Capgras delusion is a psychiatric disorder in which a person holds a delusion that a friend, spouse, parent, or other close family member (or pet) has been replaced by an identical impostor (2). The same could sarcastically be said about nurse practitioners replacing physicians. The referenced article is by one of my favorite authors, but this blog is not about this article per se, but about how the reference to low quality studies often used as ‘proof’ to justify such a replacement. This is an item that I find disturbing the notion that often cited ‘evidence’ is misrepresented, misread, manipulated, and often low quality with many biases. The reason I blog about it is the pursuit of truth. My former profession is shooting themselves in the foot by often manipulating and misrepresenting data and research. I’ll say it again, one profession is not a substitute for another profession. The article references Laurant M, van der Biezen M, Wijers N, Watananirun K, Kontopantelis E, van Vught AJAH. Nurses as substitutes for doctors in primary care. Cochrane Database of Systematic Reviews 2018, Issue 7. Art. No.: CD001271. DOI: 10.1002/14651858.CD001271.pub3 (3) as an example of low quality evidence:
most of the studies that purport to show NP safety have been of low quality, often following healthy patients over very short time frames, with one often-cited study having a time frame of only two weeks. These studies were not appropriately designed to show whether nurse practitioners, especially practicing independently, can safely and effectively care for patients over the course of a lifetime in a primary care role (1).

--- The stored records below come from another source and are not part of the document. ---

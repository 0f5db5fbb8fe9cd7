pub mod builtin;
pub mod schema;

use crate::error::RelabelError;
use schema::CatalogDef;
use std::collections::HashSet;
use std::path::Path;

/// Load a catalog from a JSON file.
pub fn load_catalog(path: &Path) -> Result<CatalogDef, RelabelError> {
    let content = std::fs::read_to_string(path).map_err(|e| RelabelError::CatalogLoad {
        path: path.to_path_buf(),
        reason: e.to_string(),
    })?;
    parse_catalog(&content, path)
}

/// Parse a catalog from a JSON string.
pub fn parse_catalog(json: &str, source: &Path) -> Result<CatalogDef, RelabelError> {
    let catalog: CatalogDef =
        serde_json::from_str(json).map_err(|e| RelabelError::CatalogLoad {
            path: source.to_path_buf(),
            reason: e.to_string(),
        })?;
    validate_catalog(&catalog)?;
    Ok(catalog)
}

/// Parse a catalog from a JSON string (no file path context).
pub fn parse_catalog_str(json: &str) -> Result<CatalogDef, RelabelError> {
    let catalog: CatalogDef = serde_json::from_str(json).map_err(RelabelError::Json)?;
    validate_catalog(&catalog)?;
    Ok(catalog)
}

/// Validate that a catalog is well-formed.
pub fn validate_catalog(catalog: &CatalogDef) -> Result<(), RelabelError> {
    if catalog.name.trim().is_empty() {
        return Err(RelabelError::CatalogInvalid("name must not be empty".into()));
    }

    if catalog.marker.trim().is_empty() {
        return Err(RelabelError::CatalogInvalid(
            "marker must not be empty".into(),
        ));
    }

    for (code, name) in &catalog.products {
        if code.trim().is_empty() {
            return Err(RelabelError::CatalogInvalid(
                "product code must not be empty".into(),
            ));
        }
        if code.chars().any(char::is_whitespace) {
            return Err(RelabelError::CatalogInvalid(format!(
                "product code '{}' must not contain whitespace",
                code
            )));
        }
        if name.trim().is_empty() {
            return Err(RelabelError::CatalogInvalid(format!(
                "product code '{}' has an empty name",
                code
            )));
        }
    }

    let mut seen = HashSet::new();
    for rule in &catalog.suppression {
        if rule.code.trim().is_empty() {
            return Err(RelabelError::CatalogInvalid(
                "suppression code must not be empty".into(),
            ));
        }
        if !seen.insert(rule.code.as_str()) {
            return Err(RelabelError::CatalogInvalid(format!(
                "code '{}' has more than one suppression rule",
                rule.code
            )));
        }
    }

    for tracked in &catalog.tracked_products {
        if tracked.trim().is_empty() {
            return Err(RelabelError::CatalogInvalid(
                "tracked product name must not be empty".into(),
            ));
        }
    }

    Ok(())
}

/// Non-fatal issues worth reporting when a catalog is validated.
pub fn catalog_warnings(catalog: &CatalogDef) -> Vec<String> {
    let mut warnings = Vec::new();

    for rule in &catalog.suppression {
        if !catalog.is_known(&rule.code) {
            warnings.push(format!(
                "suppressed code '{}' is not in products and will show as unknown when kept",
                rule.code
            ));
        }
    }

    for tracked in &catalog.tracked_products {
        if !catalog.products.values().any(|name| name == tracked) {
            warnings.push(format!(
                "tracked product '{}' is not the name of any product code",
                tracked
            ));
        }
    }

    warnings
}

#[cfg(test)]
mod tests {
    use super::*;
    use schema::SuppressionPolicy;
    use std::io::Write;

    #[test]
    fn test_parse_valid_catalog() {
        let json = r#"{
            "name": "Test",
            "version": "1.0",
            "products": { "A-1": "Alpha", "B-2": "Beta" },
            "suppression": [ { "code": "A-1", "policy": "primary" } ],
            "tracked_products": ["Alpha"]
        }"#;
        let catalog = parse_catalog_str(json).unwrap();
        assert_eq!(catalog.name, "Test");
        assert_eq!(catalog.marker, "SKU:");
        assert_eq!(catalog.product_name("B-2"), "Beta");
        assert_eq!(catalog.product_name("C-3"), "Unknown Product");
        assert_eq!(catalog.policy_for("A-1"), Some(SuppressionPolicy::Primary));
        assert_eq!(catalog.policy_for("B-2"), None);
        assert!(catalog.is_tracked("Alpha"));
        assert_eq!(catalog.stamp.font, "Courier-Bold");
    }

    #[test]
    fn test_empty_marker_rejected() {
        let json = r#"{
            "name": "Bad",
            "version": "1.0",
            "marker": "  ",
            "products": {}
        }"#;
        assert!(parse_catalog_str(json).is_err());
    }

    #[test]
    fn test_duplicate_suppression_rejected() {
        let json = r#"{
            "name": "Bad",
            "version": "1.0",
            "products": { "A-1": "Alpha" },
            "suppression": [
                { "code": "A-1", "policy": "primary" },
                { "code": "A-1", "policy": "secondary" }
            ]
        }"#;
        assert!(parse_catalog_str(json).is_err());
    }

    #[test]
    fn test_unknown_policy_rejected() {
        let json = r#"{
            "name": "Bad",
            "version": "1.0",
            "products": { "A-1": "Alpha" },
            "suppression": [ { "code": "A-1", "policy": "sometimes" } ]
        }"#;
        assert!(parse_catalog_str(json).is_err());
    }

    #[test]
    fn test_whitespace_in_code_rejected() {
        let json = r#"{
            "name": "Bad",
            "version": "1.0",
            "products": { "A 1": "Alpha" }
        }"#;
        assert!(parse_catalog_str(json).is_err());
    }

    #[test]
    fn test_load_catalog_from_file() {
        let mut file = tempfile::NamedTempFile::new().unwrap();
        write!(
            file,
            r#"{{ "name": "File", "version": "2", "products": {{ "X": "Ex" }} }}"#
        )
        .unwrap();
        let catalog = load_catalog(file.path()).unwrap();
        assert_eq!(catalog.name, "File");
    }

    #[test]
    fn test_load_missing_file_reports_path() {
        let err = load_catalog(Path::new("/nonexistent/catalog.json")).unwrap_err();
        assert!(matches!(err, RelabelError::CatalogLoad { .. }));
    }

    #[test]
    fn test_warnings_for_unmapped_references() {
        let json = r#"{
            "name": "Warn",
            "version": "1.0",
            "products": { "A-1": "Alpha" },
            "suppression": [ { "code": "Z-9", "policy": "secondary" } ],
            "tracked_products": ["Gamma"]
        }"#;
        let catalog = parse_catalog_str(json).unwrap();
        assert_eq!(catalog_warnings(&catalog).len(), 2);
    }
}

For the Cochrane review (3), the authors identified 18 randomized trials evaluating the impact of nurses working as substitutes for doctors. They report “uncertainty of the effects of nurse‐led care on process of care because the certainty of this evidence was assessed as very low (3).” The following was reported by the review:
- Study findings suggest that care delivered by nurses, compared to care delivered by doctors, probably generates similar or better health outcomes for a broad range of patient conditions (low‐ or moderate‐certainty evidence).
- Nurse‐led primary care may lead to slightly fewer deaths among certain groups of patients, compared to doctor‐led care. However, the results vary and it is possible that nurse‐led primary care makes little or no difference to the number of deaths (low‐certainty evidence).
- Blood pressure outcomes are probably slightly improved in nurse‐led primary care. Other clinical or health status outcomes are probably similar (moderate‐certainty evidence).
- Patient satisfaction is probably slightly higher in nurse‐led primary care (moderate‐certainty evidence).
- Quality of life may be slightly higher (low‐certainty evidence).
- The effect of nurse‐led care on utilisation of care is mixed and depends on the type of outcome. Consultations are probably longer in nurse‐led primary care (moderate‐certainty evidence), and
- numbers of attended return visits are slightly higher for nurses than for doctors (high‐certainty evidence).
- little or no difference between nurses and doctors in the number of prescriptions and attendance at accident and emergency units (high‐certainty evidence).
- There may be little or no difference in the number of tests and investigations, hospital referrals and hospital admissions between nurses and doctors (low‐certainty evidence).